Your goal ▸
From the data below, please reproduce exactly everything from the line that contains "to delete snapshot" down to the line that contains "filename crates/csnap-image/src/lib.rs", with both ends included.
● ● ● ● ● ● ●
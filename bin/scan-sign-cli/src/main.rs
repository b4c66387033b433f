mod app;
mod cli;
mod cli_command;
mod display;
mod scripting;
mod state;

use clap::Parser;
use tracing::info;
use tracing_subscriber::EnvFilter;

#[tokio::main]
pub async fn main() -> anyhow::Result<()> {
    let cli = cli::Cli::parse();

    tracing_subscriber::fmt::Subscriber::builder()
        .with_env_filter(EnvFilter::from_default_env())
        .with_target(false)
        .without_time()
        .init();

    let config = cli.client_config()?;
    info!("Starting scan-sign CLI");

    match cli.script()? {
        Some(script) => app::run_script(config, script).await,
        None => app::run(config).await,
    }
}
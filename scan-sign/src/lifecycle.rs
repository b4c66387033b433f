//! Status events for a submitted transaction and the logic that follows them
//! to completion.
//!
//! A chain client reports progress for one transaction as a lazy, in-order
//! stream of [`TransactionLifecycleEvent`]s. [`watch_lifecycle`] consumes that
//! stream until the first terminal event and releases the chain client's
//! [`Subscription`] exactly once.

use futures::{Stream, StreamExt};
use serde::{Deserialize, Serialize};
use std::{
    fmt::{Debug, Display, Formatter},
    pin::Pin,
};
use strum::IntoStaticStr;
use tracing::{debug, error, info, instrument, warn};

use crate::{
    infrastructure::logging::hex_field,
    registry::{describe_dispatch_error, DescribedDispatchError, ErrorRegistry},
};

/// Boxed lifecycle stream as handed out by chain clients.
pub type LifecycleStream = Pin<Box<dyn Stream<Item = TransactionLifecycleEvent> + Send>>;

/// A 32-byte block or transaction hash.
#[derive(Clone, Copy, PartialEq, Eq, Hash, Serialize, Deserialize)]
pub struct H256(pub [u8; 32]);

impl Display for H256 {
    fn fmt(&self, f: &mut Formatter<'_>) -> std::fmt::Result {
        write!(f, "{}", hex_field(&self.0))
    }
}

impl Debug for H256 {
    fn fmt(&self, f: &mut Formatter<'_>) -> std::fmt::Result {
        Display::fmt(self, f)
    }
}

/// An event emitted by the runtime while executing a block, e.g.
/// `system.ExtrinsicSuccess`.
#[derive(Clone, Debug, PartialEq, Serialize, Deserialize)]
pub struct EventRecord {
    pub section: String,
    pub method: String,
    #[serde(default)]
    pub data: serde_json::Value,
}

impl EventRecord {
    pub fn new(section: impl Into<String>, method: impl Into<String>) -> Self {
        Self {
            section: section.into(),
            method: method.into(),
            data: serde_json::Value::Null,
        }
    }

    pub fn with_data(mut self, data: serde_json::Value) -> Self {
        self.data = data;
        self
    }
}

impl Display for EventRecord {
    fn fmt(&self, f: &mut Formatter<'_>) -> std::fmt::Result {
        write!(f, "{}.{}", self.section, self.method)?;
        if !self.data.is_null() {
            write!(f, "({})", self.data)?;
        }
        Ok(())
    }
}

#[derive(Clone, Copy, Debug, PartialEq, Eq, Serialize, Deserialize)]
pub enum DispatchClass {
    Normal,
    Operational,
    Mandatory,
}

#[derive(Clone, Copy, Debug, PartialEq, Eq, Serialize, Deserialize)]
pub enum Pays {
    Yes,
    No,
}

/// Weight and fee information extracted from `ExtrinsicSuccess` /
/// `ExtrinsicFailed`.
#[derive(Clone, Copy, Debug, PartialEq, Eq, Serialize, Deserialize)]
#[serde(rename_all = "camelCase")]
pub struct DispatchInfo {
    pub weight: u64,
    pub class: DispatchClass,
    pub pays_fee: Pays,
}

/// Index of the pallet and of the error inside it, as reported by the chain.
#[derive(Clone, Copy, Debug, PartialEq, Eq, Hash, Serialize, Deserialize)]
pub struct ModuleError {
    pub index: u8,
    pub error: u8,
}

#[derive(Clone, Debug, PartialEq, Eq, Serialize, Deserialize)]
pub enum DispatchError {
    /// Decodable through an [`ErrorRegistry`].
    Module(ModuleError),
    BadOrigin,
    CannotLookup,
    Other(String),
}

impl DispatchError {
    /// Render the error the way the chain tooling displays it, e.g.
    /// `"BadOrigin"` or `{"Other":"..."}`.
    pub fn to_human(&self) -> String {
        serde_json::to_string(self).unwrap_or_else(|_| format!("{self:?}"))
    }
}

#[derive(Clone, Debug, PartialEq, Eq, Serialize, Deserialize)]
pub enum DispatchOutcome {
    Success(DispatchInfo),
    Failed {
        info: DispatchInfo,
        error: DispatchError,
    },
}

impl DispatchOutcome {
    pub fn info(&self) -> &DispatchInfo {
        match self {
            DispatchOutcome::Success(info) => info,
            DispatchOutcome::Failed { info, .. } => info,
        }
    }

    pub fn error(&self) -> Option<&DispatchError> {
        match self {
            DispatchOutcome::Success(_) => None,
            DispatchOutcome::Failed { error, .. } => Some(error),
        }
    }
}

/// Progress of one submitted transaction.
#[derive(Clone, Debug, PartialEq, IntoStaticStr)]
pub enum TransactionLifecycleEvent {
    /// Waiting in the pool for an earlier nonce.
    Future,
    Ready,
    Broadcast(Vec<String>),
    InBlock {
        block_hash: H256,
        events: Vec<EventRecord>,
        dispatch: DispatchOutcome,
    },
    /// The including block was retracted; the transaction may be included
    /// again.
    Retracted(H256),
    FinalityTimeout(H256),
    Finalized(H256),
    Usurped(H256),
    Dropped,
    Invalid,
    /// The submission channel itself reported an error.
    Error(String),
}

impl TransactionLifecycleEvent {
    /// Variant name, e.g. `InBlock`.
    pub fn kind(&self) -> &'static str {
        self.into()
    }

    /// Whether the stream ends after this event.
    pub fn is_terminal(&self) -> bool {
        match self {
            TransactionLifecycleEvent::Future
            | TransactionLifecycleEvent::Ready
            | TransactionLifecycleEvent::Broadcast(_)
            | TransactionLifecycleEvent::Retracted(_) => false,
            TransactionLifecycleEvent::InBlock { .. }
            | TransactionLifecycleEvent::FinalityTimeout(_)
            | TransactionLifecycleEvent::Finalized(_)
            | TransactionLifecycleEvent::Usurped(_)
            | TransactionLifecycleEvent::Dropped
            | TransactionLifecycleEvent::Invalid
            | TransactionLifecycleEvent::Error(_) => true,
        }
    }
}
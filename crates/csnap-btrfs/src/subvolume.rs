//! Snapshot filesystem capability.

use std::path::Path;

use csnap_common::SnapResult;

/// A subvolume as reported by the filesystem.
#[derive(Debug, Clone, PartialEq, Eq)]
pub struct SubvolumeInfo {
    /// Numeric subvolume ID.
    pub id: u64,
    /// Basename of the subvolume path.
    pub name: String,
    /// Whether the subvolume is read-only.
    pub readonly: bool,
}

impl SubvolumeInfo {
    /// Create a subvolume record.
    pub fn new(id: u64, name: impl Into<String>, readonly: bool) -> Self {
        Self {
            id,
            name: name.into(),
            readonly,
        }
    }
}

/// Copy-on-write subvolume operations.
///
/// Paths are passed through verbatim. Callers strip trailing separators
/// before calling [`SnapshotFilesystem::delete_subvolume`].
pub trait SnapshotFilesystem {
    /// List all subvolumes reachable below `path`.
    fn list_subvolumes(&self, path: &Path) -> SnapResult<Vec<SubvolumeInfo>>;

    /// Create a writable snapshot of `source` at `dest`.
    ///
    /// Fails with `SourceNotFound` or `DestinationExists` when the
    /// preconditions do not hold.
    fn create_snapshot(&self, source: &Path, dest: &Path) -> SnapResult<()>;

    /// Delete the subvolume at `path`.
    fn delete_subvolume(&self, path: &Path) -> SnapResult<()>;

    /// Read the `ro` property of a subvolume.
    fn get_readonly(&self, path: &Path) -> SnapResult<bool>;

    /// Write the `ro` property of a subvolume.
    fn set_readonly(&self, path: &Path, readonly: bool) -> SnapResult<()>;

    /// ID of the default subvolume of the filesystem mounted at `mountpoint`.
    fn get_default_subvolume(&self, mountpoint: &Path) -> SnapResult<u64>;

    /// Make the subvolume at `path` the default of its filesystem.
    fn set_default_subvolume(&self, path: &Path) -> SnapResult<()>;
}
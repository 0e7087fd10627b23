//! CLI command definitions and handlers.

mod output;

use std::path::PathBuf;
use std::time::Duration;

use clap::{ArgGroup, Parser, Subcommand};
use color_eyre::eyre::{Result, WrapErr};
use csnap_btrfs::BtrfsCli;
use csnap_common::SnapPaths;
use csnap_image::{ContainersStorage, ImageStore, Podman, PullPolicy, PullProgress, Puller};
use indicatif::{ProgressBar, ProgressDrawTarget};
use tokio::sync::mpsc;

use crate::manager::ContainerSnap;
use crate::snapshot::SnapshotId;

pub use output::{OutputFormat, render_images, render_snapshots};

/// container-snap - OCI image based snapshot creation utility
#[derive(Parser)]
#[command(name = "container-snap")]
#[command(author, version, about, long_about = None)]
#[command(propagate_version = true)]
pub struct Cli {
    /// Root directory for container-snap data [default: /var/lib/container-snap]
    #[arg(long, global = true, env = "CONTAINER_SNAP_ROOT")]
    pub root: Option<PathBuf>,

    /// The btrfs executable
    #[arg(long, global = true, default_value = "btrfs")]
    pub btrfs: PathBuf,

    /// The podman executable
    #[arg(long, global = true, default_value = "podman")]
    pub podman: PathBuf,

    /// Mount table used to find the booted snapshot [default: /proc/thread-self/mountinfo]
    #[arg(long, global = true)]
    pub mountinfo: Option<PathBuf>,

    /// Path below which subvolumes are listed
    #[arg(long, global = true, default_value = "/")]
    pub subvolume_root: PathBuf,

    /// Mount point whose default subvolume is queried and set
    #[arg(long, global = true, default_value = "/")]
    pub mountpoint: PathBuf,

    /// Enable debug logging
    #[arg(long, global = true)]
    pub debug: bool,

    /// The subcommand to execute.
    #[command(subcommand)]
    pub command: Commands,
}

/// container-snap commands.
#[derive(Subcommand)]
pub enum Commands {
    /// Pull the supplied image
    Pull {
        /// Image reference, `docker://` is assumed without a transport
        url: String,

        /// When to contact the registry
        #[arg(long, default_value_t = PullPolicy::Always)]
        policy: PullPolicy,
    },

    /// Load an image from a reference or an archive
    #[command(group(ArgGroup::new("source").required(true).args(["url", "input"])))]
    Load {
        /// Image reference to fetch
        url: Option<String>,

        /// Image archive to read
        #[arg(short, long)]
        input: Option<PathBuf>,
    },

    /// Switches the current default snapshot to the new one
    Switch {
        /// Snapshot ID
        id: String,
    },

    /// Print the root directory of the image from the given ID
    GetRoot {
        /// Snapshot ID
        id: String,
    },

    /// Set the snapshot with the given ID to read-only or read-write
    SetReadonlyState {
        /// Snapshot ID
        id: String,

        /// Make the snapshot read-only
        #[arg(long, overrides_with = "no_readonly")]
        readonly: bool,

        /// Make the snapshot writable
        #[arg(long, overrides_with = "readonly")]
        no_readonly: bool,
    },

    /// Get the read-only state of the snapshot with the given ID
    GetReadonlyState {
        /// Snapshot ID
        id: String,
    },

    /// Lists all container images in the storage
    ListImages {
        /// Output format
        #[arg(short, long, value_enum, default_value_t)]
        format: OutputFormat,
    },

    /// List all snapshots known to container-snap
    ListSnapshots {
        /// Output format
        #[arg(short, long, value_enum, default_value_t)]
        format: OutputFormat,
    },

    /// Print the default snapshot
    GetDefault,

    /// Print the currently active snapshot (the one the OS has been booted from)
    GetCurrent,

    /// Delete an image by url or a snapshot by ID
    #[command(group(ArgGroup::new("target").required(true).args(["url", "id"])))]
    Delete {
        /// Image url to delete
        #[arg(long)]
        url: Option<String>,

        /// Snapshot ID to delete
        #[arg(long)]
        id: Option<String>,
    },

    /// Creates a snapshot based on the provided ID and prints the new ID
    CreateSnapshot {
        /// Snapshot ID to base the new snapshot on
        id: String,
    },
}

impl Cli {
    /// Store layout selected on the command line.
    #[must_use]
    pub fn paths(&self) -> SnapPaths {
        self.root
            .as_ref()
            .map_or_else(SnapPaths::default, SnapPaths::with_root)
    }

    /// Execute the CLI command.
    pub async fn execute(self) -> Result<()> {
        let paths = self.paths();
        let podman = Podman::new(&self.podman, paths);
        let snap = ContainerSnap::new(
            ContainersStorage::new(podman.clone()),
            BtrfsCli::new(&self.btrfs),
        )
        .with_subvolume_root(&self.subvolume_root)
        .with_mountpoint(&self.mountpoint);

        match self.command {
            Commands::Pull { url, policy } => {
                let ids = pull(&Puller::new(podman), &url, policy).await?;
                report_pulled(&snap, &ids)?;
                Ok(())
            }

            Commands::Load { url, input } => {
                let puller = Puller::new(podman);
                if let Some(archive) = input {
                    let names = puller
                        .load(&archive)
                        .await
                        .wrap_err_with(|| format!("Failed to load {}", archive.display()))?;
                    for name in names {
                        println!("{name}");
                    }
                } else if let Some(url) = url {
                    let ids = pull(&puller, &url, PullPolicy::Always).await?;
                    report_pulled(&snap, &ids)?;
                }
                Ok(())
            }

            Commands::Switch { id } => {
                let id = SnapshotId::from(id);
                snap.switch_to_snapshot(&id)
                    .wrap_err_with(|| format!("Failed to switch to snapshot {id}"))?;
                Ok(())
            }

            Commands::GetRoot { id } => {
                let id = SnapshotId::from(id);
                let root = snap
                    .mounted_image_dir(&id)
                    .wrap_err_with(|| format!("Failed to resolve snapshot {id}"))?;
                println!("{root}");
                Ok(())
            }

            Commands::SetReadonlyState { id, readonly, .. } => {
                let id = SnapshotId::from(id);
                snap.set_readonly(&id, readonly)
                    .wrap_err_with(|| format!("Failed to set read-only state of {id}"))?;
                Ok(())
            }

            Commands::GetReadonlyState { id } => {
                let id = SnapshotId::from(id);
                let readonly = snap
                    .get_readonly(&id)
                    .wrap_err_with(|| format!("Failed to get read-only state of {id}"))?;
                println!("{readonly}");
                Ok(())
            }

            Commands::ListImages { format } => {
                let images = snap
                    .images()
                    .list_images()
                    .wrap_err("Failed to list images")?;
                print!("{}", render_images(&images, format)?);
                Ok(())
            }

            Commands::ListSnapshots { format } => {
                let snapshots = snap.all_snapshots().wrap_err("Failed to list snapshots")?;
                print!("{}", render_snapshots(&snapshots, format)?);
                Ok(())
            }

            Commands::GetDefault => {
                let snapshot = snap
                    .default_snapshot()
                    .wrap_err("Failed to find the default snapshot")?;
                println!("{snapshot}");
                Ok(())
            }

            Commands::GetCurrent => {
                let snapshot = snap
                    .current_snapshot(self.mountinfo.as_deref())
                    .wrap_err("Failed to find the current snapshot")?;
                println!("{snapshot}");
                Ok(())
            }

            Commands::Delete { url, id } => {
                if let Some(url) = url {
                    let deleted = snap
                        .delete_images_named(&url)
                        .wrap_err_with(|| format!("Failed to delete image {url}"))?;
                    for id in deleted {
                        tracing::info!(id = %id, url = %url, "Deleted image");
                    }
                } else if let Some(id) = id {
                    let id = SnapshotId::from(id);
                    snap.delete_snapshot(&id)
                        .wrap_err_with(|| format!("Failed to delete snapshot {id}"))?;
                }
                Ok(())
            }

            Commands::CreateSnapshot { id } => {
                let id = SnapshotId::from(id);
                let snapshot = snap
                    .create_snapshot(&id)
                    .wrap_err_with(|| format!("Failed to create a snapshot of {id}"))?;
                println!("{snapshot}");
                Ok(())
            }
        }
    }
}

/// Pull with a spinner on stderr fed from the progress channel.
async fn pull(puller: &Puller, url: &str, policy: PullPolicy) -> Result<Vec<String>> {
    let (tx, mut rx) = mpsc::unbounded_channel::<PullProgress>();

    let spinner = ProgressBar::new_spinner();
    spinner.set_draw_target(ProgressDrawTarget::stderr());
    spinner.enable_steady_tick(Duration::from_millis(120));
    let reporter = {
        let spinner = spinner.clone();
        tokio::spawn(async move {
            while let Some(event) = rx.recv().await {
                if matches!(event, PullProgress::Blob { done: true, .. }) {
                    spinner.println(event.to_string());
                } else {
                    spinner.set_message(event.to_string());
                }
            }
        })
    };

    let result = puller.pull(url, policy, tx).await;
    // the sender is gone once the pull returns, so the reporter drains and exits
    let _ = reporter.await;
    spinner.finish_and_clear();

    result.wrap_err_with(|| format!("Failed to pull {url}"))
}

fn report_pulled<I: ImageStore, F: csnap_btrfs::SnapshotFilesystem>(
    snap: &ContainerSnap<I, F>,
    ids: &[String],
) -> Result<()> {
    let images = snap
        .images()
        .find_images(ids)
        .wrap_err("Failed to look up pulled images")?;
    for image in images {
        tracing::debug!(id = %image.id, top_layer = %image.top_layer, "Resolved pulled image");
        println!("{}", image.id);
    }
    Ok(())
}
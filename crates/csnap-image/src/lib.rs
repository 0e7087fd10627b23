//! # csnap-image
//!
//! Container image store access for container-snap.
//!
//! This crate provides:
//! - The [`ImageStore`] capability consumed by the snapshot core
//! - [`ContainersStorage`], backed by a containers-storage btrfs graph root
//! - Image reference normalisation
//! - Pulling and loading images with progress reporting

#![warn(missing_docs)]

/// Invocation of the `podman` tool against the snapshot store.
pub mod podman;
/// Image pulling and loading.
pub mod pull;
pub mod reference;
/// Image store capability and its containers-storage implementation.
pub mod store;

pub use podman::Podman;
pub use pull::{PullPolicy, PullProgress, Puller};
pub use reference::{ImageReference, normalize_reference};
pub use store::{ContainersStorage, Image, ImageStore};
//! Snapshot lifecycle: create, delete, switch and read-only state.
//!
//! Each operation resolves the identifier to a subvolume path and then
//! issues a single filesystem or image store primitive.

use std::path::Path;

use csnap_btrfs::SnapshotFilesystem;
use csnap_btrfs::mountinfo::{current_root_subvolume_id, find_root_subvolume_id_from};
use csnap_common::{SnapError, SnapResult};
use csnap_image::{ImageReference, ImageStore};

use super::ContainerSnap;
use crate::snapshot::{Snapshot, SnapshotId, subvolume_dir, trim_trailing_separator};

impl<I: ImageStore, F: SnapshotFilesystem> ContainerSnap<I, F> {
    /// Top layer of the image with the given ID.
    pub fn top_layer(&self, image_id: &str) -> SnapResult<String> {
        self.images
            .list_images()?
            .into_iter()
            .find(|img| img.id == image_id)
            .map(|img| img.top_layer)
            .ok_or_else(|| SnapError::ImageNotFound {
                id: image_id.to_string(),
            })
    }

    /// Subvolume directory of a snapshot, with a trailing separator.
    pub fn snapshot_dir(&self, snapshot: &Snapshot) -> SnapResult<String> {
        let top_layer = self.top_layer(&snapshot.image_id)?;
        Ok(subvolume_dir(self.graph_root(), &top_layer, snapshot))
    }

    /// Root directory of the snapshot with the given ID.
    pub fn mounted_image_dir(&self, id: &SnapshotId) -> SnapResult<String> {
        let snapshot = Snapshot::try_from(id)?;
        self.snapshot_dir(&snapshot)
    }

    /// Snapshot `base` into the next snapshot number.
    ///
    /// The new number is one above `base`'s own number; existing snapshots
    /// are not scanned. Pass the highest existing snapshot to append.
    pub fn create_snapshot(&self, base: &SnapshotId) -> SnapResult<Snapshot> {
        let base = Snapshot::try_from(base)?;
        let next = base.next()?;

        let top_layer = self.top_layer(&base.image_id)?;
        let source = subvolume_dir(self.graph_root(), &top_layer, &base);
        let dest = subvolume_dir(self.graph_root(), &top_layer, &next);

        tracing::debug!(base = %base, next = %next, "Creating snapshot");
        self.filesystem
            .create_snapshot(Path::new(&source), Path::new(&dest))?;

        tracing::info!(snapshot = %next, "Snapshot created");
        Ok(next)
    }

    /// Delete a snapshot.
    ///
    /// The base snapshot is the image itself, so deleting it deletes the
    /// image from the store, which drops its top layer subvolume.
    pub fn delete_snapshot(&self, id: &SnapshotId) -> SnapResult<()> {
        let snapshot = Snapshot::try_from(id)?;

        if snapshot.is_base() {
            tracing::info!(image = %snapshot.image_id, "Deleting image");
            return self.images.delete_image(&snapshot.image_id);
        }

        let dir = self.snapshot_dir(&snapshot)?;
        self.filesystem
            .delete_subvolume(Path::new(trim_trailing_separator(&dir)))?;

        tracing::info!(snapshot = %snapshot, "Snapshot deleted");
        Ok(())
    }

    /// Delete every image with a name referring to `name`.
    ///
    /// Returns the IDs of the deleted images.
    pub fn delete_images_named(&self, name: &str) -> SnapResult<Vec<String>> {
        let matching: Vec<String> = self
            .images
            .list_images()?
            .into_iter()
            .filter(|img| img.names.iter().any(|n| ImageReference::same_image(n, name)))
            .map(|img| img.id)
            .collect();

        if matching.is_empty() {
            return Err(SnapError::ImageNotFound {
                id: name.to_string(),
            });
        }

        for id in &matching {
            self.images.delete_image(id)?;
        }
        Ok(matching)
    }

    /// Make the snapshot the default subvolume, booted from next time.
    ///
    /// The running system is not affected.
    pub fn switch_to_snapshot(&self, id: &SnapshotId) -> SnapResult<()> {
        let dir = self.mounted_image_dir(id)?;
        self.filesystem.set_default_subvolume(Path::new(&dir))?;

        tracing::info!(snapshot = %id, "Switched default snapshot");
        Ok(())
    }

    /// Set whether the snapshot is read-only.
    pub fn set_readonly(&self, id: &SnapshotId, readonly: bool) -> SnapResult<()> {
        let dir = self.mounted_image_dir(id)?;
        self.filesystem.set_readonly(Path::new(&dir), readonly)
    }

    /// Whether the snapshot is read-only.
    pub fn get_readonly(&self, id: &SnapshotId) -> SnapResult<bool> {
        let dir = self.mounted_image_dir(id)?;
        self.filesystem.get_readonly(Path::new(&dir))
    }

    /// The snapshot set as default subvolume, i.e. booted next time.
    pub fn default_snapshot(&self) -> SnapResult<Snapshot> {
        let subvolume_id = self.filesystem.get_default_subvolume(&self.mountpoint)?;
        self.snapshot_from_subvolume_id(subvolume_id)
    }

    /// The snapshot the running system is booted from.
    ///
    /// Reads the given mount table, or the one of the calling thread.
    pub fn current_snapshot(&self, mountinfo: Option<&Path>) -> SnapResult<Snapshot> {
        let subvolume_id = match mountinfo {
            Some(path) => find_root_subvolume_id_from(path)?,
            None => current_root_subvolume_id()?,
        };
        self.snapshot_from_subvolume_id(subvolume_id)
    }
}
● ● ● ● ● ● ●
Your response ▸
                        .wrap_err_with(|| format!("Failed to delete snapshot {id}"))?;
                }
                Ok(())
            }

            Commands::CreateSnapshot { id } => {
                let id = SnapshotId::from(id);
                let snapshot = snap
                    .create_snapshot(&id)
                    .wrap_err_with(|| format!("Failed to create a snapshot of {id}"))?;
                println!("{snapshot}");
                Ok(())
            }
        }
    }
}

/// Pull with a spinner on stderr fed from the progress channel.
async fn pull(puller: &Puller, url: &str, policy: PullPolicy) -> Result<Vec<String>> {
    let (tx, mut rx) = mpsc::unbounded_channel::<PullProgress>();

    let spinner = ProgressBar::new_spinner();
    spinner.set_draw_target(ProgressDrawTarget::stderr());
    spinner.enable_steady_tick(Duration::from_millis(120));
    let reporter = {
        let spinner = spinner.clone();
        tokio::spawn(async move {
            while let Some(event) = rx.recv().await {
                if matches!(event, PullProgress::Blob { done: true, .. }) {
                    spinner.println(event.to_string());
                } else {
                    spinner.set_message(event.to_string());
                }
            }
        })
    };

    let result = puller.pull(url, policy, tx).await;
    // the sender is gone once the pull returns, so the reporter drains and exits
    let _ = reporter.await;
    spinner.finish_and_clear();

    result.wrap_err_with(|| format!("Failed to pull {url}"))
}

fn report_pulled<I: ImageStore, F: csnap_btrfs::SnapshotFilesystem>(
    snap: &ContainerSnap<I, F>,
    ids: &[String],
) -> Result<()> {
    let images = snap
        .images()
        .find_images(ids)
        .wrap_err("Failed to look up pulled images")?;
    for image in images {
        tracing::debug!(id = %image.id, top_layer = %image.top_layer, "Resolved pulled image");
        println!("{}", image.id);
    }
    Ok(())
}
filename crates/csnap-image/src/lib.rs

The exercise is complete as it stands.